→ Try it
Read the data that follows. Then repeat it exactly.

(Saved entries)
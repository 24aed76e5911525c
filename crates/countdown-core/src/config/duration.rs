//! Duration strings such as `5m`, `90s` or `1h30m`

use std::time::Duration;

use crate::error::ConfigError;

/// Parse a duration made of `<number><unit>` segments (`h`, `m`, `s`, `ms`)
pub fn parse_duration(value: &str) -> Result<Duration, ConfigError> {
    let invalid = |reason: &str| ConfigError::InvalidDuration {
        value: value.to_string(),
        reason: reason.to_string(),
    };

    let trimmed = value.trim();
    if trimmed.is_empty() {
        return Err(invalid("empty duration"));
    }
    if trimmed == "0" {
        return Ok(Duration::ZERO);
    }

    let mut total = Duration::ZERO;
    let mut rest = trimmed;
    while !rest.is_empty() {
        let digits = rest
            .find(|c: char| !c.is_ascii_digit())
            .ok_or_else(|| invalid("missing unit"))?;
        if digits == 0 {
            return Err(invalid("expected a number"));
        }
        let amount: u64 = rest[..digits]
            .parse()
            .map_err(|_| invalid("number out of range"))?;
        rest = &rest[digits..];

        let unit_len = rest
            .find(|c: char| c.is_ascii_digit())
            .unwrap_or(rest.len());
        let segment = match &rest[..unit_len] {
            "h" => amount.checked_mul(3600).map(Duration::from_secs),
            "m" => amount.checked_mul(60).map(Duration::from_secs),
            "s" => Some(Duration::from_secs(amount)),
            "ms" => Some(Duration::from_millis(amount)),
            other => return Err(invalid(&format!("unknown unit '{}'", other))),
        };
        total = segment
            .and_then(|segment| total.checked_add(segment))
            .ok_or_else(|| invalid("duration out of range"))?;
        rest = &rest[unit_len..];
    }

    Ok(total)
}

/// Render a duration the way the external tool expects it (`-timeout 5m0s`)
pub fn format_duration(duration: Duration) -> String {
    let millis = duration.subsec_millis();
    let secs = duration.as_secs();
    if secs == 0 && millis > 0 {
        return format!("{}ms", millis);
    }
    let (h, m, s) = (secs / 3600, (secs % 3600) / 60, secs % 60);
    if h > 0 {
        format!("{}h{}m{}s", h, m, s)
    } else if m > 0 {
        format!("{}m{}s", m, s)
    } else {
        format!("{}s", s)
    }
}

#[cfg(test)]
mod tests {
    use super::*;

    #[test]
    fn test_parse_simple_units() {
        assert_eq!(parse_duration("5m").unwrap(), Duration::from_secs(300));
        assert_eq!(parse_duration("90s").unwrap(), Duration::from_secs(90));
        assert_eq!(parse_duration("250ms").unwrap(), Duration::from_millis(250));
        assert_eq!(parse_duration("0").unwrap(), Duration::ZERO);
    }

    #[test]
    fn test_parse_compound() {
        assert_eq!(parse_duration("1h30m").unwrap(), Duration::from_secs(5400));
        assert_eq!(parse_duration("5m0s").unwrap(), Duration::from_secs(300));
    }

    #[test]
    fn test_parse_rejects_garbage() {
        assert!(parse_duration("").is_err());
        assert!(parse_duration("five minutes").is_err());
        assert!(parse_duration("10").is_err());
        assert!(parse_duration("10d").is_err());
    }

    #[test]
    fn test_parse_rejects_overflow() {
        let err = parse_duration("9999999999999999h").unwrap_err();
        assert!(matches!(err, ConfigError::InvalidDuration { ref reason, .. } if reason == "duration out of range"));
        assert!(parse_duration("18446744073709551615s18446744073709551615s").is_err());
    }

    #[test]
    fn test_format_duration() {
        assert_eq!(format_duration(Duration::from_secs(300)), "5m0s");
        assert_eq!(format_duration(Duration::from_secs(5400)), "1h30m0s");
        assert_eq!(format_duration(Duration::from_secs(7)), "7s");
        assert_eq!(format_duration(Duration::from_millis(20)), "20ms");
    }
}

→ Output for this task
repository 24aed76e5911525c
filename crates/countdown-core/src/config/duration.rs
//! Duration strings such as `5m`, `90s` or `1h30m`

use std::time::Duration;

use crate::error::ConfigError;

/// Parse a duration made of `<number><unit>` segments (`h`, `m`, `s`, `ms`)
pub fn parse_duration(value: &str) -> Result<Duration, ConfigError> {
    let invalid = |reason: &str| ConfigError::InvalidDuration {
        value: value.to_string(),
        reason: reason.to_string(),
    };

    let trimmed = value.trim();
    if trimmed.is_empty() {
        return Err(invalid("empty duration"));
    }
    if trimmed == "0" {
        return Ok(Duration::ZERO);
    }

    let mut total = Duration::ZERO;
    let mut rest = trimmed;
    while !rest.is_empty() {
        let digits = rest
            .find(|c: char| !c.is_ascii_digit())
            .ok_or_else(|| invalid("missing unit"))?;
        if digits == 0 {
            return Err(invalid("expected a number"));
        }
        let amount: u64 = rest[..digits]
            .parse()
            .map_err(|_| invalid("number out of range"))?;
        rest = &rest[digits..];

        let unit_len = rest
            .find(|c: char| c.is_ascii_digit())
            .unwrap_or(rest.len());
        let segment = match &rest[..unit_len] {
            "h" => amount.checked_mul(3600).map(Duration::from_secs),
            "m" => amount.checked_mul(60).map(Duration::from_secs),
            "s" => Some(Duration::from_secs(amount)),
            "ms" => Some(Duration::from_millis(amount)),
            other => return Err(invalid(&format!("unknown unit '{}'", other))),
        };
        total = segment
            .and_then(|segment| total.checked_add(segment))
            .ok_or_else(|| invalid("duration out of range"))?;
        rest = &rest[unit_len..];
    }

    Ok(total)
}

/// Render a duration the way the external tool expects it (`-timeout 5m0s`)
pub fn format_duration(duration: Duration) -> String {
    let millis = duration.subsec_millis();
    let secs = duration.as_secs();
    if secs == 0 && millis > 0 {
        return format!("{}ms", millis);
    }
    let (h, m, s) = (secs / 3600, (secs % 3600) / 60, secs % 60);
    if h > 0 {
        format!("{}h{}m{}s", h, m, s)
    } else if m > 0 {
        format!("{}m{}s", m, s)
    } else {
        format!("{}s", s)
    }
}

#[cfg(test)]
mod tests {
    use super::*;

    #[test]
    fn test_parse_simple_units() {
        assert_eq!(parse_duration("5m").unwrap(), Duration::from_secs(300));
        assert_eq!(parse_duration("90s").unwrap(), Duration::from_secs(90));
        assert_eq!(parse_duration("250ms").unwrap(), Duration::from_millis(250));
        assert_eq!(parse_duration("0").unwrap(), Duration::ZERO);
    }

    #[test]
    fn test_parse_compound() {
        assert_eq!(parse_duration("1h30m").unwrap(), Duration::from_secs(5400));
        assert_eq!(parse_duration("5m0s").unwrap(), Duration::from_secs(300));
    }

    #[test]
    fn test_parse_rejects_garbage() {
        assert!(parse_duration("").is_err());
        assert!(parse_duration("five minutes").is_err());
        assert!(parse_duration("10").is_err());
        assert!(parse_duration("10d").is_err());
    }

    #[test]
    fn test_parse_rejects_overflow() {
        let err = parse_duration("9999999999999999h").unwrap_err();
        assert!(matches!(err, ConfigError::InvalidDuration { ref reason, .. } if reason == "duration out of range"));
        assert!(parse_duration("18446744073709551615s18446744073709551615s").is_err());
    }

    #[test]
    fn test_format_duration() {
        assert_eq!(format_duration(Duration::from_secs(300)), "5m0s");
        assert_eq!(format_duration(Duration::from_secs(5400)), "1h30m0s");
        assert_eq!(format_duration(Duration::from_secs(7)), "7s");
        assert_eq!(format_duration(Duration::from_millis(20)), "20ms");
    }
}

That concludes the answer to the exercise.